**What the task asks:**
Could you write out each entry exactly as it reads?

**Data section:**

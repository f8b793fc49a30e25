use log::{debug, info};

use crate::{Collection, Item, Result, SavedError};

/// Selects the items matching the given criteria, in collection order.
///
/// Each criterion is a list of substrings; an item satisfies a criterion when
/// the field contains any one of them (case-sensitive). With both criteria an
/// item must satisfy both. An absent or empty list places no constraint.
///
/// Finding nothing is [`SavedError::NoMatches`], never an empty result.
pub fn filter<'a>(
    collection: &'a Collection,
    title_terms: Option<&[String]>,
    community_terms: Option<&[String]>,
) -> Result<Vec<&'a Item>> {
    let title_terms = title_terms.filter(|terms| !terms.is_empty());
    let community_terms = community_terms.filter(|terms| !terms.is_empty());

    let selected: Vec<&Item> = match (title_terms, community_terms) {
        // Case 1: community first, then title within that subset
        (Some(titles), Some(communities)) => collection
            .iter()
            .filter(|item| contains_any(item.community(), communities))
            .filter(|item| contains_any(item.title(), titles))
            .collect(),

        // Case 2: title only
        (Some(titles), None) => collection
            .iter()
            .filter(|item| contains_any(item.title(), titles))
            .collect(),

        // Case 3: community only
        (None, Some(communities)) => collection
            .iter()
            .filter(|item| contains_any(item.community(), communities))
            .collect(),

        // Case 4: no filters
        (None, None) => collection.iter().collect(),
    };

    debug!(
        "Filter kept {} of {} items (titles: {:?}, communities: {:?})",
        selected.len(),
        collection.len(),
        title_terms,
        community_terms
    );

    if selected.is_empty() {
        info!("No items matched the filter");
        return Err(SavedError::NoMatches);
    }

    Ok(selected)
}

fn contains_any(field: &str, terms: &[String]) -> bool {
    terms.iter().any(|term| field.contains(term.as_str()))
}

**Solution to the exercise:**
repository f8b793fc49a30e25
use log::{debug, info};

use crate::{Collection, Item, Result, SavedError};

/// Selects the items matching the given criteria, in collection order.
///
/// Each criterion is a list of substrings; an item satisfies a criterion when
/// the field contains any one of them (case-sensitive). With both criteria an
/// item must satisfy both. An absent or empty list places no constraint.
///
/// Finding nothing is [`SavedError::NoMatches`], never an empty result.
pub fn filter<'a>(
    collection: &'a Collection,
    title_terms: Option<&[String]>,
    community_terms: Option<&[String]>,
) -> Result<Vec<&'a Item>> {
    let title_terms = title_terms.filter(|terms| !terms.is_empty());
    let community_terms = community_terms.filter(|terms| !terms.is_empty());

    let selected: Vec<&Item> = match (title_terms, community_terms) {
        // Case 1: community first, then title within that subset
        (Some(titles), Some(communities)) => collection
            .iter()
            .filter(|item| contains_any(item.community(), communities))
            .filter(|item| contains_any(item.title(), titles))
            .collect(),

        // Case 2: title only
        (Some(titles), None) => collection
            .iter()
            .filter(|item| contains_any(item.title(), titles))
            .collect(),

        // Case 3: community only
        (None, Some(communities)) => collection
            .iter()
            .filter(|item| contains_any(item.community(), communities))
            .collect(),

        // Case 4: no filters
        (None, None) => collection.iter().collect(),
    };

    debug!(
        "Filter kept {} of {} items (titles: {:?}, communities: {:?})",
        selected.len(),
        collection.len(),
        title_terms,
        community_terms
    );

    if selected.is_empty() {
        info!("No items matched the filter");
        return Err(SavedError::NoMatches);
    }

    Ok(selected)
}

fn contains_any(field: &str, terms: &[String]) -> bool {
    terms.iter().any(|term| field.contains(term.as_str()))
}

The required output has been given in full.